A number of rules unique to Shiloh were also included. The most consequential for the Union player is that during the first two turns, all Union forces not adjacent to an enemy must move one hex north or northeast.

===Victory conditions===
Both players receive Victory Points for eliminating enemy units.

The Confederate player wins if either
- the Confederates have at least twice as many victory points as the Union OR
- the Confederates occupy Pittsburgh Landing and have at least as many Victory points as the Union.

The Union player wins if the Union occupies Pittsburgh Landing and has Victory Points totaling more than half of the Confederate total.

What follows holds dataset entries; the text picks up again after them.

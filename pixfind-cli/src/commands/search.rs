//! Search command - query the catalog with an image.

use std::path::PathBuf;

use anyhow::{Context, Result};
use colored::Colorize;
use pixfind_core::{CatalogApi, PreviewRegistry, SearchMethod, SearchOrchestrator};
use tracing::info;

use crate::utils;

/// Execute the search command.
pub async fn execute(
    api_url: Option<String>,
    image: PathBuf,
    method: String,
    top_k: u32,
) -> Result<()> {
    let method: SearchMethod = method.parse()?;
    let api = utils::build_api(api_url)?;

    let file = utils::load_image(&image)?;
    info!(path = %image.display(), method = %method, top_k, "Submitting search");

    let mut previews = PreviewRegistry::new();
    let mut orchestrator = SearchOrchestrator::new();
    orchestrator.set_method(method);
    orchestrator.set_top_k(top_k);
    orchestrator.select_image(&mut previews, Some(file));

    println!(
        "{}",
        format!("🔍 Searching with {}...", method.label()).dimmed()
    );

    let outcome = orchestrator.submit(&api).await;
    let results = orchestrator.results().to_vec();
    orchestrator.teardown(&mut previews);
    outcome.context("Search failed")?;

    println!();
    if results.is_empty() {
        println!("{}", "No matches found.".yellow());
        return Ok(());
    }

    println!("{}", format!("Top {} matches", results.len()).green().bold());
    println!();
    for (rank, result) in results.iter().enumerate() {
        println!(
            "   {} {}  {} {:.4}",
            format!("{:>2}.", rank + 1).dimmed(),
            result.item_id.as_str().bold(),
            "score".dimmed(),
            result.score
        );
        println!("       {}", api.image_url(&result.image_path).cyan());
    }

    Ok(())
}
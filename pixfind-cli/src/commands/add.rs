//! Add command - register a new catalog item with its images.

use std::path::PathBuf;

use anyhow::Result;
use colored::Colorize;
use pixfind_core::{PreviewRegistry, SubmissionController};
use tracing::info;

use crate::utils;

/// Execute the add command.
pub async fn execute(
    api_url: Option<String>,
    item_id: String,
    product_type: String,
    name: String,
    main_image: Option<PathBuf>,
    other_images: Vec<PathBuf>,
) -> Result<()> {
    let api = utils::build_api(api_url)?;

    let mut previews = PreviewRegistry::new();
    let mut controller = SubmissionController::new();
    controller.fields_mut().item_id = item_id;
    controller.fields_mut().product_type = product_type;
    controller.fields_mut().item_name = name;

    if let Some(path) = &main_image {
        controller.select_main_image(&mut previews, Some(utils::load_image(path)?));
    }
    let mut others = Vec::with_capacity(other_images.len());
    for path in &other_images {
        others.push(utils::load_image(path)?);
    }
    controller.select_other_images(&mut previews, others);

    info!(
        item_id = %controller.fields().item_id,
        other_images = controller.other_images().len(),
        "Submitting new product"
    );
    println!(
        "{}",
        format!("⬆ Uploading {}...", controller.fields().item_id).dimmed()
    );

    let outcome = controller.submit(&mut previews, &api).await;
    let status = controller.status().clone();
    controller.teardown(&mut previews);

    match outcome {
        Ok(receipt) => {
            println!();
            println!("{}", status.message().green().bold());
            if let Some(id) = &receipt.item_id {
                println!("   {} {}", "Item:".dimmed(), id);
            }
            if let Some(id) = &receipt.main_image_id {
                println!("   {} {}", "Main image id:".dimmed(), id);
            }
            for id in &receipt.other_image_ids {
                println!("   {} {}", "Other image id:".dimmed(), id);
            }
            if let Some(message) = &receipt.message {
                println!("   {} {}", "Server:".dimmed(), message);
            }
            Ok(())
        }
        Err(err) => {
            eprintln!("{}", status.message().red());
            Err(err.into())
        }
    }
}
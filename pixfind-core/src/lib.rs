//! Pixfind Core - client-side workflows for an image-based product catalog
//!
//! This crate implements the browser-facing half of the Pixfind image search
//! service as a reusable library: submit a photo and get visually similar
//! catalog items back, inspect one item's stored images and metadata, and
//! register new items with their own images. The backend (retrieval
//! algorithms, storage, image serving) is an external HTTP collaborator
//! reached through the [`CatalogApi`] trait.
//!
//! # Components
//!
//! - Preview handles ([`PreviewRegistry`], [`PreviewSlot`], [`PreviewSet`]):
//!   deterministic acquisition/release of thumbnail resources for selected
//!   files
//! - [`SearchOrchestrator`]: the search state machine, one in-flight request
//!   at a time
//! - [`DetailRetriever`]: latest-wins detail lookup keyed by the selected
//!   item identity
//! - [`SubmissionController`]: multipart catalog-ingestion flow with
//!   success/failure reconciliation
//!
//! The components are peers: none calls another, a view layer wires them.
//!
//! # Example
//!
//! ```no_run
//! use pixfind_core::{
//!     ClientConfig, HttpCatalogApi, PreviewRegistry, SearchMethod, SearchOrchestrator,
//!     SelectedFile,
//! };
//!
//! # async fn example() -> pixfind_core::Result<()> {
//! let config = ClientConfig::new("http://localhost:5000")?;
//! let api = HttpCatalogApi::new(config)?;
//!
//! let mut previews = PreviewRegistry::new();
//! let mut search = SearchOrchestrator::new();
//! search.set_method(SearchMethod::ClipFaiss);
//! search.select_image(&mut previews, Some(SelectedFile::new("shoe.jpg", vec![])));
//!
//! search.submit(&api).await?;
//! for result in search.results() {
//!     println!("{}  {:.4}", result.item_id, result.score);
//! }
//!
//! search.teardown(&mut previews);
//! # Ok(())
//! # }
//! ```

pub mod api;
pub mod config;
pub mod detail;
pub mod error;
pub mod preview;
pub mod product;
pub mod search;
pub mod submit;

// Re-export main types for convenience
pub use api::{CatalogApi, HttpCatalogApi, MockCatalogApi};
pub use config::{ClientConfig, DEFAULT_BASE_URL};
pub use detail::{DetailRequest, DetailRetriever, DetailState};
pub use error::{CatalogError, Result};
pub use preview::{PreviewHandle, PreviewRegistry, PreviewSet, PreviewSlot, SelectedFile};
pub use product::{
    AddProductReceipt, ImageRef, LocalizedName, ProductDetail, SearchMethod, SearchQuery,
    SearchResult, SubmissionPayload, UploadPart, DEFAULT_LANGUAGE_TAG,
};
pub use search::{PendingSearch, SearchOrchestrator, SearchPhase, DEFAULT_TOP_K};
pub use submit::{AddItemFields, SubmissionController, SubmissionStatus};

If neither player reaches victory conditions, then the game is a draw.

==Publication history==
In 1975, SPI published Blue & Gray, its first quadrigame — four different games simulating different battles but using the same set of rules and the same map scale, packaged into one box. The four games were Cemetery Hill; Antietam; Chickamauga; and Shiloh. The latter was designed by Kip Allen, Irad B. Hardy, and Redmond A. Simonsen, with graphic design by Simonsen. Shiloh was also released as an individual game packaged in a double LP-sized cardstock folio as part of the Blue & Gray Folio Series. It proved very popular, and in a 1976 poll conducted by SPI to determine the most popular board wargames in North America, Antietam placed 15th out of 202 game.

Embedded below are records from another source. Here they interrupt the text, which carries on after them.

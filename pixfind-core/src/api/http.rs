//! HTTP implementation of the catalog API.

use async_trait::async_trait;
use reqwest::multipart::{Form, Part};
use reqwest::{Client, Response, StatusCode};
use serde::Deserialize;
use tracing::{debug, warn};

use crate::config::ClientConfig;
use crate::error::{CatalogError, Result};
use crate::preview::SelectedFile;
use crate::product::{
    AddProductReceipt, ProductDetail, SearchQuery, SearchResponse, SearchResult, SubmissionPayload,
};

use super::CatalogApi;

/// Error body shape the backend uses for rejections.
#[derive(Debug, Deserialize)]
struct ErrorBody {
    detail: Option<String>,
}

/// Catalog client backed by a real HTTP backend.
pub struct HttpCatalogApi {
    client: Client,
    config: ClientConfig,
}

impl HttpCatalogApi {
    /// Build a client for the configured backend. The transport timeout is
    /// applied to every request; there are no transport-level retries, so
    /// each operation issues exactly one request.
    pub fn new(config: ClientConfig) -> Result<Self> {
        let client = Client::builder().timeout(config.timeout).build()?;
        Ok(Self { client, config })
    }

    pub fn config(&self) -> &ClientConfig {
        &self.config
    }

    /// Build a multipart file part under the given upload filename.
    fn file_part(file: &SelectedFile, upload_name: &str) -> Result<Part> {
        let mut part = Part::bytes(file.data.clone()).file_name(upload_name.to_string());
        if let Some(content_type) = &file.content_type {
            part = part.mime_str(content_type)?;
        }
        Ok(part)
    }

    /// Turn a non-2xx response into a typed error, probing the body for the
    /// backend's `{"detail": ...}` shape.
    async fn error_from_response(response: Response) -> CatalogError {
        let status = response.status();
        let body = response.text().await.unwrap_or_default();
        let detail = serde_json::from_str::<ErrorBody>(&body)
            .ok()
            .and_then(|b| b.detail);

        warn!(status = %status, detail = ?detail, "Backend rejected request");
        CatalogError::Server {
            status: status.as_u16(),
            detail,
        }
    }
}

#[async_trait]
impl CatalogApi for HttpCatalogApi {
    async fn search(&self, query: &SearchQuery) -> Result<Vec<SearchResult>> {
        let url = self.config.search_url();
        debug!(method = %query.method, top_k = query.top_k, "Dispatching search");

        let form = Form::new()
            .part("file", Self::file_part(&query.image, &query.image.file_name)?)
            .text("method", query.method.as_str())
            .text("top_k", query.top_k.to_string());

        let response = self.client.post(url).multipart(form).send().await?;
        if !response.status().is_success() {
            return Err(Self::error_from_response(response).await);
        }

        let body: SearchResponse = response.json().await.map_err(|e| {
            CatalogError::Serialization(format!("failed to decode search response: {e}"))
        })?;

        debug!(results = body.results.len(), "Search completed");
        Ok(body.results)
    }

    async fn product_detail(&self, item_id: &str) -> Result<ProductDetail> {
        let url = self.config.product_url(item_id);
        debug!(item_id, "Fetching product detail");

        let response = self.client.get(url).send().await?;
        match response.status() {
            StatusCode::NOT_FOUND => Err(CatalogError::NotFound(item_id.to_string())),
            status if !status.is_success() => Err(Self::error_from_response(response).await),
            _ => response.json().await.map_err(|e| {
                CatalogError::Serialization(format!("failed to decode product detail: {e}"))
            }),
        }
    }

    async fn add_product(&self, payload: &SubmissionPayload) -> Result<AddProductReceipt> {
        let url = self.config.add_product_url();
        debug!(
            item_id = %payload.item_id,
            other_images = payload.other_images.len(),
            "Uploading new product"
        );

        let mut form = Form::new()
            .text("item_id", payload.item_id.clone())
            .text("product_type", payload.product_type.clone())
            .text("item_name", payload.item_name_json.clone())
            .part(
                "main_image",
                Self::file_part(&payload.main_image.file, &payload.main_image.upload_name)?,
            );
        for other in &payload.other_images {
            form = form.part("other_images", Self::file_part(&other.file, &other.upload_name)?);
        }

        let response = self.client.post(url).multipart(form).send().await?;
        if !response.status().is_success() {
            return Err(Self::error_from_response(response).await);
        }

        response.json().await.map_err(|e| {
            CatalogError::Serialization(format!("failed to decode add_product response: {e}"))
        })
    }

    async fn fetch_image(&self, image_path: &str) -> Result<Vec<u8>> {
        let url = self.config.image_url(image_path);
        debug!(image_path, "Fetching image asset");

        let response = self.client.get(url).send().await?;
        match response.status() {
            StatusCode::NOT_FOUND => Err(CatalogError::NotFound(image_path.to_string())),
            status if !status.is_success() => Err(Self::error_from_response(response).await),
            _ => Ok(response.bytes().await?.to_vec()),
        }
    }

    fn image_url(&self, image_path: &str) -> String {
        self.config.image_url(image_path)
    }
}

#[cfg(test)]
mod tests {
    use super::*;

    #[test]
    fn test_file_part_accepts_missing_content_type() {
        let file = SelectedFile {
            file_name: "raw.bin".to_string(),
            content_type: None,
            data: vec![1, 2, 3],
        };
        assert!(HttpCatalogApi::file_part(&file, "raw.bin").is_ok());
    }

    #[test]
    fn test_error_body_probe() {
        let body: ErrorBody = serde_json::from_str(r#"{"detail":"duplicate item"}"#).unwrap();
        assert_eq!(body.detail.as_deref(), Some("duplicate item"));

        let empty: std::result::Result<ErrorBody, _> = serde_json::from_str("not json");
        assert!(empty.is_err());
    }
}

Given the popularity of Blue & Gray, SPI immediately produced a sequel containing four more battles, Blue & Gray II, which also proved to be a bestseller.

In 1983, TSR took over SPI and republished Shiloh and the other three Blue & Gray games in a new reprint of Blue & Gray.

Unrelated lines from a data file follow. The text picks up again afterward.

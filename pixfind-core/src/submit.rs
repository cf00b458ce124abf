//! Catalog-ingestion submission workflow.
//!
//! Owns the add-item form: scalar fields, the required main image, optional
//! other images, their preview acquisitions, and the submission status. The
//! flow mirrors the search orchestrator's two-phase shape: [`SubmissionController::begin`]
//! validates and assembles the payload, [`SubmissionController::finish`]
//! reconciles the outcome, [`SubmissionController::submit`] composes the two
//! around a single upload request.

use tracing::{debug, warn};

use crate::api::CatalogApi;
use crate::error::{CatalogError, Result};
use crate::preview::{PreviewRegistry, PreviewSet, PreviewSlot, SelectedFile};
use crate::product::{AddProductReceipt, SubmissionPayload};

const UPLOADING_MESSAGE: &str = "Uploading...";
const SUCCESS_MESSAGE: &str = "Product added successfully!";

/// Scalar form fields, passed through to the server unvalidated.
#[derive(Debug, Clone, Default, PartialEq)]
pub struct AddItemFields {
    pub item_id: String,
    pub product_type: String,
    pub item_name: String,
}

/// User-visible submission status.
///
/// `Uploading` is a distinct non-empty, non-error value so the view can
/// disable re-submission while the request is in flight.
#[derive(Debug, Clone, PartialEq, Eq)]
pub enum SubmissionStatus {
    Idle,
    Uploading,
    Succeeded(String),
    Failed(String),
}

impl SubmissionStatus {
    /// The status line the view renders.
    pub fn message(&self) -> &str {
        match self {
            SubmissionStatus::Idle => "",
            SubmissionStatus::Uploading => UPLOADING_MESSAGE,
            SubmissionStatus::Succeeded(message) | SubmissionStatus::Failed(message) => message,
        }
    }

    pub fn is_uploading(&self) -> bool {
        matches!(self, SubmissionStatus::Uploading)
    }

    pub fn is_failure(&self) -> bool {
        matches!(self, SubmissionStatus::Failed(_))
    }
}

impl std::fmt::Display for SubmissionStatus {
    fn fmt(&self, f: &mut std::fmt::Formatter<'_>) -> std::fmt::Result {
        f.write_str(self.message())
    }
}

/// Drives the "register a new catalog item" flow.
pub struct SubmissionController {
    fields: AddItemFields,
    main_image: Option<SelectedFile>,
    other_images: Vec<SelectedFile>,
    main_preview: PreviewSlot,
    other_previews: PreviewSet,
    status: SubmissionStatus,
}

impl SubmissionController {
    pub fn new() -> Self {
        Self {
            fields: AddItemFields::default(),
            main_image: None,
            other_images: Vec::new(),
            main_preview: PreviewSlot::new(),
            other_previews: PreviewSet::new(),
            status: SubmissionStatus::Idle,
        }
    }

    pub fn fields(&self) -> &AddItemFields {
        &self.fields
    }

    pub fn fields_mut(&mut self) -> &mut AddItemFields {
        &mut self.fields
    }

    /// Replace the main image selection, swapping its preview.
    pub fn select_main_image(
        &mut self,
        registry: &mut PreviewRegistry,
        file: Option<SelectedFile>,
    ) {
        self.main_preview.replace(registry, file.as_ref());
        self.main_image = file;
    }

    /// Replace the other-images selection set, swapping all previews.
    pub fn select_other_images(
        &mut self,
        registry: &mut PreviewRegistry,
        files: Vec<SelectedFile>,
    ) {
        self.other_previews.replace(registry, &files);
        self.other_images = files;
    }

    pub fn main_image(&self) -> Option<&SelectedFile> {
        self.main_image.as_ref()
    }

    pub fn other_images(&self) -> &[SelectedFile] {
        &self.other_images
    }

    pub fn main_preview(&self) -> &PreviewSlot {
        &self.main_preview
    }

    pub fn other_previews(&self) -> &PreviewSet {
        &self.other_previews
    }

    pub fn status(&self) -> &SubmissionStatus {
        &self.status
    }

    /// Validate the form and assemble the upload payload.
    ///
    /// A missing main image fails here, before any network activity, and the
    /// message is surfaced through the status. On success the status reads
    /// "Uploading..." until [`SubmissionController::finish`] runs.
    pub fn begin(&mut self) -> Result<SubmissionPayload> {
        if self.status.is_uploading() {
            warn!("Submission attempted while an upload is in flight");
            return Err(CatalogError::Validation(
                "an upload is already in flight".to_string(),
            ));
        }

        let payload = match SubmissionPayload::assemble(
            &self.fields.item_id,
            &self.fields.product_type,
            &self.fields.item_name,
            self.main_image.as_ref(),
            &self.other_images,
        ) {
            Ok(payload) => payload,
            Err(err) => {
                self.status = SubmissionStatus::Failed(err.to_string());
                return Err(err);
            }
        };

        debug!(item_id = %payload.item_id, "Submission payload assembled");
        self.status = SubmissionStatus::Uploading;
        Ok(payload)
    }

    /// Reconcile the upload outcome.
    ///
    /// Success resets every field and selection and releases both preview
    /// acquisitions; failure preserves the form exactly as entered and sets
    /// a status carrying the server's detail when it provided one.
    pub fn finish(
        &mut self,
        registry: &mut PreviewRegistry,
        outcome: &Result<AddProductReceipt>,
    ) {
        match outcome {
            Ok(receipt) => {
                debug!(item_id = ?receipt.item_id, "Product registered");
                self.fields = AddItemFields::default();
                self.main_image = None;
                self.other_images.clear();
                self.main_preview.clear(registry);
                self.other_previews.clear(registry);
                self.status = SubmissionStatus::Succeeded(SUCCESS_MESSAGE.to_string());
            }
            Err(err) => {
                warn!(error = %err, "Product registration failed");
                self.status = SubmissionStatus::Failed(failure_message(err));
            }
        }
    }

    /// Run one full submission: validate, issue exactly one upload request,
    /// reconcile.
    pub async fn submit(
        &mut self,
        registry: &mut PreviewRegistry,
        api: &dyn CatalogApi,
    ) -> Result<AddProductReceipt> {
        let payload = self.begin()?;
        let outcome = api.add_product(&payload).await;
        self.finish(registry, &outcome);
        outcome
    }

    /// Teardown path for the owning view; releases all preview acquisitions.
    pub fn teardown(&mut self, registry: &mut PreviewRegistry) {
        self.main_preview.clear(registry);
        self.other_previews.clear(registry);
    }
}

impl Default for SubmissionController {
    fn default() -> Self {
        Self::new()
    }
}

/// Status text for a failed upload. Server-provided detail is quoted when
/// present; transport failures are worded distinctly from rejections.
fn failure_message(err: &CatalogError) -> String {
    match err {
        CatalogError::Server {
            detail: Some(detail),
            ..
        } => format!("Error: {detail}"),
        CatalogError::Server { status, .. } => {
            format!("Error: the server rejected the upload (status {status})")
        }
        CatalogError::Network(cause) => format!("Network error: {cause}"),
        other => format!("Error: {other}"),
    }
}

In 2008, Kokusai-Tsushin Co. (国際通信社) acquired the rights to Shiloh and the other games in Blue & Gray and published a Japanese edition in the November–December 2008 issue of the Japanese magazine Command (#83). Kokusai-Tsushin republished the Japanese version of Shiloh and the other games in Blue & Gray in the October 2022 edition of Command.

==Reception==
In the 1977 book The Comprehensive Guide to Board Wargaming, Charles Vasey thought that the ability to maneuver in this game was not as great as the other games in the Blue & Gray box, noting that is "fought in very rough terrain, which is rather limiting".

In Issue 23 of Moves, Harold Totten outlined possible strategy and tactics for Shiloh, and noted that the Confederate player had almost complete freedom of movement in the first three turns but "you're going to need it". Totten did not like the Confederate chances in this game, saying, "The Confederate player [...] can attack the Union right and still have sufficient forces to hit the center and left strongly [but will] probably not be able to sustain the momentum of this crucial offensive."

In the 1980 book The Complete Book of Wargames, game designer Jon Freeman reviewed Blue & Gray and called the simple rules "ideal for short playing times and for introducing newcomers to wargaming". Freeman disagreed with the Union's movement restriction rules, saying, "While perhaps necessary for balance, they're tiresome." Freeman concluded by giving the game an Overall Evaluation of "Good", calling it "solid but unspectacular [...] suitable for a casual afternoon of beer and pretzels".

In Issue 54 of Moves, Steve List thought that the weakness of this game was that "Basically, the Confederates are not likely to win." List concluded by giving the game an average grade of C.

In Issue 20 of Simulacrum, Steve Newberg, Peter Bartlett and Luc Olivier thought that using a Napoleonic game system (from Napoleon at Waterloo) resulted in a game that was simple and enjoyable, but was not a simulation of American Civil War operational combat.